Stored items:
--- --- ---

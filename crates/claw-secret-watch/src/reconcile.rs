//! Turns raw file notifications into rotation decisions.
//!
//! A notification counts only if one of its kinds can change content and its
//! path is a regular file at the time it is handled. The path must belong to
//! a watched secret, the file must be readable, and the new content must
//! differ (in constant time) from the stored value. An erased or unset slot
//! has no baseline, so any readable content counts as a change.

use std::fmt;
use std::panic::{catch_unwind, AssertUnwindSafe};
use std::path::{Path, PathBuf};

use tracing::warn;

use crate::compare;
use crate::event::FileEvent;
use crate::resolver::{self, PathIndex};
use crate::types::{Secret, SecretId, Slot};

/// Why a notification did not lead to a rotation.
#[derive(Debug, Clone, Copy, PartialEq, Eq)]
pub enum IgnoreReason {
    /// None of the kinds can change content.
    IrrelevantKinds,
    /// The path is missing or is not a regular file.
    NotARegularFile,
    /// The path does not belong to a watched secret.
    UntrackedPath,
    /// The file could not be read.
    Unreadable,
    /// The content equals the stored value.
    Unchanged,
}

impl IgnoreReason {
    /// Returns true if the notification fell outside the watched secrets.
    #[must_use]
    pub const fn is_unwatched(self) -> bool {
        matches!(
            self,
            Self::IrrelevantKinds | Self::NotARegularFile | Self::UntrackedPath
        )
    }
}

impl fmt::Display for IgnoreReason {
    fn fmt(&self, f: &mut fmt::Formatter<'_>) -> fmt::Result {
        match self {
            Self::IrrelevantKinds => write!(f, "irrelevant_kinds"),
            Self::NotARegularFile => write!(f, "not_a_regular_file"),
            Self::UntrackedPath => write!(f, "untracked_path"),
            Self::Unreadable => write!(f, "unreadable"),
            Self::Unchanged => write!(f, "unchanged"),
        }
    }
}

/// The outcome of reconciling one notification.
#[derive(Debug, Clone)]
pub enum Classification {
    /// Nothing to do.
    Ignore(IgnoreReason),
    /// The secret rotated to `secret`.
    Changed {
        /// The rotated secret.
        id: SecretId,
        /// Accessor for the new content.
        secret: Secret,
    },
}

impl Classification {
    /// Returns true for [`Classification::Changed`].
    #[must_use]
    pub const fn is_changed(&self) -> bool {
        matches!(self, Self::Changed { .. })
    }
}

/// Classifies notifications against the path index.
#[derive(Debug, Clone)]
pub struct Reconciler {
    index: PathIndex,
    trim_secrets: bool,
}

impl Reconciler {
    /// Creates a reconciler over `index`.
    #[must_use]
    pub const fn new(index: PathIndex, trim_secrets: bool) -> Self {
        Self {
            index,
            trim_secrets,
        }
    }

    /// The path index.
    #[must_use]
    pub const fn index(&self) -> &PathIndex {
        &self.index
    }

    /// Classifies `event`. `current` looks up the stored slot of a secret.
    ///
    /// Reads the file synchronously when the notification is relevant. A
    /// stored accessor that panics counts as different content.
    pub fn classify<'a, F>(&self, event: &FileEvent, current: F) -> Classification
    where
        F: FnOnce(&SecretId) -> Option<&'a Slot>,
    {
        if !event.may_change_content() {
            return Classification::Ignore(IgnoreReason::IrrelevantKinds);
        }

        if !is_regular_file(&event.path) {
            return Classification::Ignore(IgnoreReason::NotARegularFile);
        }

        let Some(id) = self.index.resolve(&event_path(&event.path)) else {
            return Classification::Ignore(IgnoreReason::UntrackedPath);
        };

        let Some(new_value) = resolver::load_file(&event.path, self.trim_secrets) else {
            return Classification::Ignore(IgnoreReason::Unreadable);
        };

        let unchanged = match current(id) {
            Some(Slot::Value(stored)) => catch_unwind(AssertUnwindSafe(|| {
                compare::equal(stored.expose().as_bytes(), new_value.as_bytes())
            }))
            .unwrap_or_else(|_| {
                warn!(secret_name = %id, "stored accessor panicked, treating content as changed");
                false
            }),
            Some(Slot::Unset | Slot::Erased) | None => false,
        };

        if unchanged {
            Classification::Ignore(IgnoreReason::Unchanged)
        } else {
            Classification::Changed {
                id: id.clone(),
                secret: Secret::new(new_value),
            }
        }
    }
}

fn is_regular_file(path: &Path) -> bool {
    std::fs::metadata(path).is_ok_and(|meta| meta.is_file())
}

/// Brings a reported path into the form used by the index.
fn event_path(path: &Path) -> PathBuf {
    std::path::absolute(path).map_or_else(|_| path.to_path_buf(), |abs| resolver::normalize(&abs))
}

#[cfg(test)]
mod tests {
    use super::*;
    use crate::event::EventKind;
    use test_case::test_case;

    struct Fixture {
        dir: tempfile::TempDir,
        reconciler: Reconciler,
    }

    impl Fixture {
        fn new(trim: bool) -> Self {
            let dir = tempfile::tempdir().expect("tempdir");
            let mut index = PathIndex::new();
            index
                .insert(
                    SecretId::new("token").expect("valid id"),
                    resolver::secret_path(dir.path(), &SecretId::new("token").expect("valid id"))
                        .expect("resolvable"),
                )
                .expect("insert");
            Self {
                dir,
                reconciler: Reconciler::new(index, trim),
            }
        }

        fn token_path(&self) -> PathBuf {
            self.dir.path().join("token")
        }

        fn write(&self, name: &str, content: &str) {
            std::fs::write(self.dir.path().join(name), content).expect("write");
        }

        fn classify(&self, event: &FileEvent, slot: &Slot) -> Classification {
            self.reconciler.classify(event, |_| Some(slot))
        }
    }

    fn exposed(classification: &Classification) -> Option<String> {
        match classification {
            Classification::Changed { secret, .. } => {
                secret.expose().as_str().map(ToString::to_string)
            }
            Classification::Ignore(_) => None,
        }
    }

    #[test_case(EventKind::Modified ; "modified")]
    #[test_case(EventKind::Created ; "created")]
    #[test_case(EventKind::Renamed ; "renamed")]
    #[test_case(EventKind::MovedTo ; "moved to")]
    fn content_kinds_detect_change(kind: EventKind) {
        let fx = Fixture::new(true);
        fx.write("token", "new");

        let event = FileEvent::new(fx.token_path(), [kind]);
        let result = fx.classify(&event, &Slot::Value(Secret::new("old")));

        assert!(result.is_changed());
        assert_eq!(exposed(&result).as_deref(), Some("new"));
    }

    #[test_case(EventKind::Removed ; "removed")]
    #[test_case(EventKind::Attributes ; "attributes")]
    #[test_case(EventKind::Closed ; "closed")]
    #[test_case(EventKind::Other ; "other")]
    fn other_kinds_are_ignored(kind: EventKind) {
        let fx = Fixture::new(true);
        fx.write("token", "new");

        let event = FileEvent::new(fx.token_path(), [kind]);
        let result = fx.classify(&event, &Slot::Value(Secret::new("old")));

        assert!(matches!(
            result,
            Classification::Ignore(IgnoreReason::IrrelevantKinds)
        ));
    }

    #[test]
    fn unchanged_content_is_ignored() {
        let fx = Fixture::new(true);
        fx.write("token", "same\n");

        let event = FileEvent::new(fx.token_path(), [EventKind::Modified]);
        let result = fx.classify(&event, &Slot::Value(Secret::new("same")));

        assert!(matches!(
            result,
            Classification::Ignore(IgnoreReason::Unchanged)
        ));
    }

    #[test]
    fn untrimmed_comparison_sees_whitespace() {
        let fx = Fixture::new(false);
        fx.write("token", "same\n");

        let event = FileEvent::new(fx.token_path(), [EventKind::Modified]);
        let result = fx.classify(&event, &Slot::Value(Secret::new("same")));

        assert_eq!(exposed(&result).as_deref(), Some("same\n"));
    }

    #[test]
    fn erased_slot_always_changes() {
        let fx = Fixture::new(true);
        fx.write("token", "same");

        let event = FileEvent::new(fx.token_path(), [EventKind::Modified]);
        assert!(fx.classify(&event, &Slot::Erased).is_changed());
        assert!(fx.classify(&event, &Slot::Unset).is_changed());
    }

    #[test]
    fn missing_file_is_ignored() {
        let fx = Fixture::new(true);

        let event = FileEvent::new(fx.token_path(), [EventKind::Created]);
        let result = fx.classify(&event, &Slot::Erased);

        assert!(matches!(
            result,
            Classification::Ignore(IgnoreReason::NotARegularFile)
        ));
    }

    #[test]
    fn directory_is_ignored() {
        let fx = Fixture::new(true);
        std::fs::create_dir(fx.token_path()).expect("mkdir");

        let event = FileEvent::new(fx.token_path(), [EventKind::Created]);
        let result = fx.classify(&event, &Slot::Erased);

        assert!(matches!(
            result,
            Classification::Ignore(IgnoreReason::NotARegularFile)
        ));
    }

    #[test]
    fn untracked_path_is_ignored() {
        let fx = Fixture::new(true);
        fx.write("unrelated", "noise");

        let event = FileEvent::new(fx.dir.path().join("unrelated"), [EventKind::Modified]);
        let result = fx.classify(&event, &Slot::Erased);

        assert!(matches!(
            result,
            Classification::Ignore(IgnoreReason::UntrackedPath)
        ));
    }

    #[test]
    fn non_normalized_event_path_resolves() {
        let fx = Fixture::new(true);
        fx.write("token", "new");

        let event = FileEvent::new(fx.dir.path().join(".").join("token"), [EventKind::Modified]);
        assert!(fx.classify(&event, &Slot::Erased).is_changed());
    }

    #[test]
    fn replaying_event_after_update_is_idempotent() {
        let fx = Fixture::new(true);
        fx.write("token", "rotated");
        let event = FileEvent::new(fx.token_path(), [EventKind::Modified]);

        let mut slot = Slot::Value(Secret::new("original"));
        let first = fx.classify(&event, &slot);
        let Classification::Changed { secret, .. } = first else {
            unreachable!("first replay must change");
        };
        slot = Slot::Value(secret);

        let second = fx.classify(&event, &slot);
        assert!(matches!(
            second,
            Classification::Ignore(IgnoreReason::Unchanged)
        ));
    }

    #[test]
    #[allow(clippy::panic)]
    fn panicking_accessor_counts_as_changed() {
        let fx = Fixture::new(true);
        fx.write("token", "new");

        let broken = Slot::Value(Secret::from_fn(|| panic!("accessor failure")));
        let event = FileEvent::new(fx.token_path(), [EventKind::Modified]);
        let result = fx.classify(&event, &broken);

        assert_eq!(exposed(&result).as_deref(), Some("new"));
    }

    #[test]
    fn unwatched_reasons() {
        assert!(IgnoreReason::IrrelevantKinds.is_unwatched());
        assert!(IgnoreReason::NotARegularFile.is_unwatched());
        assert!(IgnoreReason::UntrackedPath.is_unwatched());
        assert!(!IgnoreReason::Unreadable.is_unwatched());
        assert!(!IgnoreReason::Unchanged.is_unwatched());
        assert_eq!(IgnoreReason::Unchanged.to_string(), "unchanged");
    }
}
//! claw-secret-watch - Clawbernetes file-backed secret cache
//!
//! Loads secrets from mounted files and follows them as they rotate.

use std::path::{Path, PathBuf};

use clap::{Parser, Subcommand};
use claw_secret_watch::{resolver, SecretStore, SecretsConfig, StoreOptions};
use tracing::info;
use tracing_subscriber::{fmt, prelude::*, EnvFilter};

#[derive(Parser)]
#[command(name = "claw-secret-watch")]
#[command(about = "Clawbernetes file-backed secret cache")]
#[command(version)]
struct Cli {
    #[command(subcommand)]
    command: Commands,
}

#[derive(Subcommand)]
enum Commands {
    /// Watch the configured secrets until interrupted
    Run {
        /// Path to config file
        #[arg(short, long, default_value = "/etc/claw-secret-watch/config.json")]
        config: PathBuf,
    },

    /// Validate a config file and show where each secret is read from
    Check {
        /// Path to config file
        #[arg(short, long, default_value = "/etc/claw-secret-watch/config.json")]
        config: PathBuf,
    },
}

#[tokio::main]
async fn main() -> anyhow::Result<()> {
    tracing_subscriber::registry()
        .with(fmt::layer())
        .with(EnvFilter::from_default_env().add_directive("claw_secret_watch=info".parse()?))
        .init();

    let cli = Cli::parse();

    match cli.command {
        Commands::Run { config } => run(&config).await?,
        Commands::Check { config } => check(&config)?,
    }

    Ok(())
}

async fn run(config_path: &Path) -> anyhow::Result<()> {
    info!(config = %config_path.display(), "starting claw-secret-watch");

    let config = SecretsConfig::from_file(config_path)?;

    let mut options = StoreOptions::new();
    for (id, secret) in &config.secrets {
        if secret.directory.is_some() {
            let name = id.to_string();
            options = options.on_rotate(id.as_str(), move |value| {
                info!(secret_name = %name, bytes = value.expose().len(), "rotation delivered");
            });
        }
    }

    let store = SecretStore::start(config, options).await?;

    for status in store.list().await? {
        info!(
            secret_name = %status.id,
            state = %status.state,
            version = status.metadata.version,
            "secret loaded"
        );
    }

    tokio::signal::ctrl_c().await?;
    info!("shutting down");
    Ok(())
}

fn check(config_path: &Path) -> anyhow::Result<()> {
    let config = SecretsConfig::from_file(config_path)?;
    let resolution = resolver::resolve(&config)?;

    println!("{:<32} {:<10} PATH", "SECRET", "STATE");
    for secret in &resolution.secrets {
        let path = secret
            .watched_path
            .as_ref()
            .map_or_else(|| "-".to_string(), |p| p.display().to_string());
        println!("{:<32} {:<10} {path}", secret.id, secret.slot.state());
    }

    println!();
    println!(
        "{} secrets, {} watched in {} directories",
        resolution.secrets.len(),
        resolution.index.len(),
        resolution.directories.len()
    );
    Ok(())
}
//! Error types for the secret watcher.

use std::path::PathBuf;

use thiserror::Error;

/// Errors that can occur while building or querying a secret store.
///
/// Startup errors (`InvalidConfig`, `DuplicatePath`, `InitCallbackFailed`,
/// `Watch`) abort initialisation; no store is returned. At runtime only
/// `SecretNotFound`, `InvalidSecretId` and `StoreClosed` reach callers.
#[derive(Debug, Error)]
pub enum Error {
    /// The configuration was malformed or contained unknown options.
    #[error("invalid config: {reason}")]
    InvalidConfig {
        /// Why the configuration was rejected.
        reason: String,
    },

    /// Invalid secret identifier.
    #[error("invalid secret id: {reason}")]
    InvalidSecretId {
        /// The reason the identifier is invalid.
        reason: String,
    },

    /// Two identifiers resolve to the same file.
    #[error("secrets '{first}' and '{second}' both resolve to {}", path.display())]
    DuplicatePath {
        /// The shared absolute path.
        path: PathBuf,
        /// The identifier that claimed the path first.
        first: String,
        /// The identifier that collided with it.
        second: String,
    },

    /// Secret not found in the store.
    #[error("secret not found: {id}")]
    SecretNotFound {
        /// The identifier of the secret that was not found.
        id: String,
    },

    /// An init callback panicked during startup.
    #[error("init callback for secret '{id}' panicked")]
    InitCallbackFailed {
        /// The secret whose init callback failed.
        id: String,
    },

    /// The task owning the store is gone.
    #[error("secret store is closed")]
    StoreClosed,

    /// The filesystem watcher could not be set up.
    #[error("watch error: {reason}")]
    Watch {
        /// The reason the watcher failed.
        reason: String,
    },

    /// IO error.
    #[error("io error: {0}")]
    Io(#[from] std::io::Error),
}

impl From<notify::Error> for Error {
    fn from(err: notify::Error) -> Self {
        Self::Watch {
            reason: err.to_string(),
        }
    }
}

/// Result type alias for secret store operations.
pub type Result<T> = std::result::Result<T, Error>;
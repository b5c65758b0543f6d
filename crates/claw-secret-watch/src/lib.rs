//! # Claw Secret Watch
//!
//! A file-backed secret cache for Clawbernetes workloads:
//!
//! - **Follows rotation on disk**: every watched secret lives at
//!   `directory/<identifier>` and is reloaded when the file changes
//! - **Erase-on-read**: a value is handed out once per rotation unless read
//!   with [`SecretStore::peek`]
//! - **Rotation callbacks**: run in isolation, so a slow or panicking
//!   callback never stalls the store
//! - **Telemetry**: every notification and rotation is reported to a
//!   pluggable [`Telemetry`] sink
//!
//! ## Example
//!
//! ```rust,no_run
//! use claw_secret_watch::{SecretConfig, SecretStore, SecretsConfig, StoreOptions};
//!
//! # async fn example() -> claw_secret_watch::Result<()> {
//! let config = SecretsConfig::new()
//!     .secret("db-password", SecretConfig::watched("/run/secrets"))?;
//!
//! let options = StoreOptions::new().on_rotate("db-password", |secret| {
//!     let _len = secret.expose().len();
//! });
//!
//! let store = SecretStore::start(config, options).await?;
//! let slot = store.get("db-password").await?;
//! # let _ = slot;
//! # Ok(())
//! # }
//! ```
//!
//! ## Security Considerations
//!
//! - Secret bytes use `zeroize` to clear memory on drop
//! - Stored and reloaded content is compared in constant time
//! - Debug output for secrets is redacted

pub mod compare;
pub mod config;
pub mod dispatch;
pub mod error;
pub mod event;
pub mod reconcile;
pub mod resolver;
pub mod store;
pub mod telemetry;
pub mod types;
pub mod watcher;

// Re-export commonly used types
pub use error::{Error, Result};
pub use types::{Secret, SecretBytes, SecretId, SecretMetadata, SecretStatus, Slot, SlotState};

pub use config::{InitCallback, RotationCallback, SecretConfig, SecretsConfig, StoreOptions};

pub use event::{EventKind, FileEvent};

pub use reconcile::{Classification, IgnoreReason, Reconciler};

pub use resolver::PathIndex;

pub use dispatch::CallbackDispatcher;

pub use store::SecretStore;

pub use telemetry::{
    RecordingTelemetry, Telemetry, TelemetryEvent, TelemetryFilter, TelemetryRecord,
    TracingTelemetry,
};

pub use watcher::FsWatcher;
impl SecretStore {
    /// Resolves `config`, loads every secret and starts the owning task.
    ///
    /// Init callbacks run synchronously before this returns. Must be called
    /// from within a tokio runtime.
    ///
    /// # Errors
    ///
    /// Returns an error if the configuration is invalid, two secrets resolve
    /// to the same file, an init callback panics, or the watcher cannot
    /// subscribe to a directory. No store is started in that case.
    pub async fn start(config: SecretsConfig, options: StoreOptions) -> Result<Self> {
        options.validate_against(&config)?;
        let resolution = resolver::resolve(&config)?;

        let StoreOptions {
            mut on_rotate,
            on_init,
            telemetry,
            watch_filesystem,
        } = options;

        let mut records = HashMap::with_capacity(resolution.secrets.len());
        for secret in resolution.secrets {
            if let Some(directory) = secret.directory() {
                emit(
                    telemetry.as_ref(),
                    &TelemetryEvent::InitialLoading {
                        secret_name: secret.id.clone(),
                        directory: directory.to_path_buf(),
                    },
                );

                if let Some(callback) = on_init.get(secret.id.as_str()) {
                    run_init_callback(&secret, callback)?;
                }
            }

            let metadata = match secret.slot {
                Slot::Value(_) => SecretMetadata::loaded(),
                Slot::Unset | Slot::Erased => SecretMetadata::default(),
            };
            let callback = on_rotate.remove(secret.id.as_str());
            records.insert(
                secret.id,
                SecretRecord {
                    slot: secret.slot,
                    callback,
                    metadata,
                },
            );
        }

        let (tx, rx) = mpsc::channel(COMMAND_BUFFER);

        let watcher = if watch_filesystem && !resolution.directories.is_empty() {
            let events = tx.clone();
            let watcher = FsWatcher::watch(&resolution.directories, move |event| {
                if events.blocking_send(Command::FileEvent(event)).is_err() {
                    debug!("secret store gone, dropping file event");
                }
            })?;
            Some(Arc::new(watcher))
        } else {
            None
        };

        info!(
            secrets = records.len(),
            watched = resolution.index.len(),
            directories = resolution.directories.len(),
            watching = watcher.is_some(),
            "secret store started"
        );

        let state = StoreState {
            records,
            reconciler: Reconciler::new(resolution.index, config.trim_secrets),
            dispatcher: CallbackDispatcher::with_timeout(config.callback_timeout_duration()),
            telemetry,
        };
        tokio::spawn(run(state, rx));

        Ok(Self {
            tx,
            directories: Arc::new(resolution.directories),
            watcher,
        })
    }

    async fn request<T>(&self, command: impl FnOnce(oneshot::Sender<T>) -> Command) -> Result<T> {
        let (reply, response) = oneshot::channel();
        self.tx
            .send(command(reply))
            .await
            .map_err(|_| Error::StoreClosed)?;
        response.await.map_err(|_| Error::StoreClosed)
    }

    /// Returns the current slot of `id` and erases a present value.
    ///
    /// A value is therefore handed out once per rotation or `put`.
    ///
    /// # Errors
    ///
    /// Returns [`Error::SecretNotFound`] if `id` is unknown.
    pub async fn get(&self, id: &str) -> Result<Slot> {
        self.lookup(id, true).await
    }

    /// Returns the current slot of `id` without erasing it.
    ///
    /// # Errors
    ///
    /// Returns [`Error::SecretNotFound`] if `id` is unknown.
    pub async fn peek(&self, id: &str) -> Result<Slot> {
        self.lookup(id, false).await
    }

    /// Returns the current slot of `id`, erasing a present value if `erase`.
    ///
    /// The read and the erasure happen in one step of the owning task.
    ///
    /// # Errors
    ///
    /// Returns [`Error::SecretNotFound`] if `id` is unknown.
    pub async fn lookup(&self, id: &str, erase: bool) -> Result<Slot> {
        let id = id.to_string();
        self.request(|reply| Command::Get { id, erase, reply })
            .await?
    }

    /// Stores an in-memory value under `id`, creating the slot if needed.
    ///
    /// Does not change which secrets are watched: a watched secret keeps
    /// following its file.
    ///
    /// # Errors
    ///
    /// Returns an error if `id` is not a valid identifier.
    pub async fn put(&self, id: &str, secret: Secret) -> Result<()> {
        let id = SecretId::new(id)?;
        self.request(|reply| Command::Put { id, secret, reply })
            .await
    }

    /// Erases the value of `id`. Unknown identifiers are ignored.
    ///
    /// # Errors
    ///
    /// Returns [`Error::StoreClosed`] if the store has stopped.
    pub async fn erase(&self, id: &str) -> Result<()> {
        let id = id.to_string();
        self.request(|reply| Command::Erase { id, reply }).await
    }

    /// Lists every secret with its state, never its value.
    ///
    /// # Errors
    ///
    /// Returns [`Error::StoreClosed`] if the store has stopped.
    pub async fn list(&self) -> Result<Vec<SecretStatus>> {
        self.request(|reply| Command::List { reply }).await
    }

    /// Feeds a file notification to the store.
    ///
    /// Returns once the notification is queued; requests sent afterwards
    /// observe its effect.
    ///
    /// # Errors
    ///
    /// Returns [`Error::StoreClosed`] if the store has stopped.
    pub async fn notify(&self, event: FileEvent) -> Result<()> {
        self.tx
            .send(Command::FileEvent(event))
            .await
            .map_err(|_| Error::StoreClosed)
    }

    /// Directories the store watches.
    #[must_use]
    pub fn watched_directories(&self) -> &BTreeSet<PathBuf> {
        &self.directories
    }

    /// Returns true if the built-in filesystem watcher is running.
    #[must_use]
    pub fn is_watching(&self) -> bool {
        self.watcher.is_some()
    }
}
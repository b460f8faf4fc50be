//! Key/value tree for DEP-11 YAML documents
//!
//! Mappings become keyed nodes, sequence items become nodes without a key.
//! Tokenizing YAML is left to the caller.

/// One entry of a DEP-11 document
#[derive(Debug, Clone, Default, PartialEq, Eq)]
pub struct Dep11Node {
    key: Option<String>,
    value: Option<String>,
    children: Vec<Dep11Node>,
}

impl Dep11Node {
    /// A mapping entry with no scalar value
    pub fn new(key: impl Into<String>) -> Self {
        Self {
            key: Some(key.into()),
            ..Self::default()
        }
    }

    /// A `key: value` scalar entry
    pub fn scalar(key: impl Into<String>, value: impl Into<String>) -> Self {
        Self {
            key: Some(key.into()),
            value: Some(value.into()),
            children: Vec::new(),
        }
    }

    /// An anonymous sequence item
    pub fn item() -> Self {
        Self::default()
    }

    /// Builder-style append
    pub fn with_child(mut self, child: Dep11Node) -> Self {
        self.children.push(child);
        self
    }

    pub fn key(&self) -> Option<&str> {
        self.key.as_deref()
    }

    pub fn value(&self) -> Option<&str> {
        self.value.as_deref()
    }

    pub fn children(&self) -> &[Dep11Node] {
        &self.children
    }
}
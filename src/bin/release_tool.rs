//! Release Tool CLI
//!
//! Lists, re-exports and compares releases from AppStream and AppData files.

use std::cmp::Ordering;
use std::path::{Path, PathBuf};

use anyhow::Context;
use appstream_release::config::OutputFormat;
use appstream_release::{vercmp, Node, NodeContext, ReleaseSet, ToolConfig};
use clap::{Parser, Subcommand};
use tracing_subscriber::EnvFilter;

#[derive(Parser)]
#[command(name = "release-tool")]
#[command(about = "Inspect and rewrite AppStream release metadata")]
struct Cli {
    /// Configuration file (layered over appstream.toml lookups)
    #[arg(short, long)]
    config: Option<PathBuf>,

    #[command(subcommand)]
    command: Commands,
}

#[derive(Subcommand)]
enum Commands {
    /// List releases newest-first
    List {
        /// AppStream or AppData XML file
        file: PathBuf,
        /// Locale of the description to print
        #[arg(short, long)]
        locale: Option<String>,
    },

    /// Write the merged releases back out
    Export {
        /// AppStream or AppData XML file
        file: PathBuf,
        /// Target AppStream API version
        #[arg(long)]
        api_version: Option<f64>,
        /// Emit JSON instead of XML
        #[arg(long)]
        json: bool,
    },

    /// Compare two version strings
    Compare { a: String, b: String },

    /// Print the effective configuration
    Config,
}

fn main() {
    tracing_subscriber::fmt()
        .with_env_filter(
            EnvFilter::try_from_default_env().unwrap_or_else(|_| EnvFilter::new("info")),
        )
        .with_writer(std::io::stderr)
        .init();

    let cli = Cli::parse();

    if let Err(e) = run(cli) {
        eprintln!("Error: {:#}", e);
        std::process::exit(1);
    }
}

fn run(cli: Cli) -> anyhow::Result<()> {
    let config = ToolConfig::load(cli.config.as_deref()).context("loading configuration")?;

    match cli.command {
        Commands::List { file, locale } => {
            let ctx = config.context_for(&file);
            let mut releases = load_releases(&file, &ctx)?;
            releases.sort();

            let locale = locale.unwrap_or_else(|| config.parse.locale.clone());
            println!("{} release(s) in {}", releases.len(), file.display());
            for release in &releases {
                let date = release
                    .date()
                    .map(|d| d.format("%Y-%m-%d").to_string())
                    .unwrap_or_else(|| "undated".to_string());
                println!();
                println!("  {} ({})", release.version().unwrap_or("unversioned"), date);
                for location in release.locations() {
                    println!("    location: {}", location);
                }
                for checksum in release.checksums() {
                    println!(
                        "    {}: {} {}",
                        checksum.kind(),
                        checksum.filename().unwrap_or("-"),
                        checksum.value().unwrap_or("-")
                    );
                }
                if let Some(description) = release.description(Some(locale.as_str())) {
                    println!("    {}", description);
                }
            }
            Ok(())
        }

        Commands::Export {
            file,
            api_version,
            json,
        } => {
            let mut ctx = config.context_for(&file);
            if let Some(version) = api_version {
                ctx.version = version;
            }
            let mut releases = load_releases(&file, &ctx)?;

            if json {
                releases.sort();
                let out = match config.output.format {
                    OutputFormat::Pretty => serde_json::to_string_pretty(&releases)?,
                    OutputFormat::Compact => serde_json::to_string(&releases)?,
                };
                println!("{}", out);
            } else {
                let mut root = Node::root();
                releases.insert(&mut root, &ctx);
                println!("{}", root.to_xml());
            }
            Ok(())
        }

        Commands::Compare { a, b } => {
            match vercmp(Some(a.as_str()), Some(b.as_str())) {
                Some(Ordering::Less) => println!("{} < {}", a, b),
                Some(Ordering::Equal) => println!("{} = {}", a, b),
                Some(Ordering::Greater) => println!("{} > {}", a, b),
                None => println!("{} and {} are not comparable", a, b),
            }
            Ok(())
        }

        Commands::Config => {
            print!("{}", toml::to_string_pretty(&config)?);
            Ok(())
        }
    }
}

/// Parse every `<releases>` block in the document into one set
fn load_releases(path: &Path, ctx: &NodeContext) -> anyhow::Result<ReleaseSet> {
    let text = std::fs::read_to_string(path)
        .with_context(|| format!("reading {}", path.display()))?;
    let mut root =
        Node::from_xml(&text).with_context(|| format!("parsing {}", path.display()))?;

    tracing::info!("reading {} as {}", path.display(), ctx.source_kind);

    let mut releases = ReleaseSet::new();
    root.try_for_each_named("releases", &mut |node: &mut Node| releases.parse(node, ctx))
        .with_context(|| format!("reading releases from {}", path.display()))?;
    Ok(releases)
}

--- --- ---

▶ [WHAT IS REQUIRED] Copy each line above that contains the string "about".

▶ [SOLUTION TO THIS TASK]
#[command(about = "Clawbernetes file-backed secret cache")]
#[command(about = "Inspect and rewrite AppStream release metadata")]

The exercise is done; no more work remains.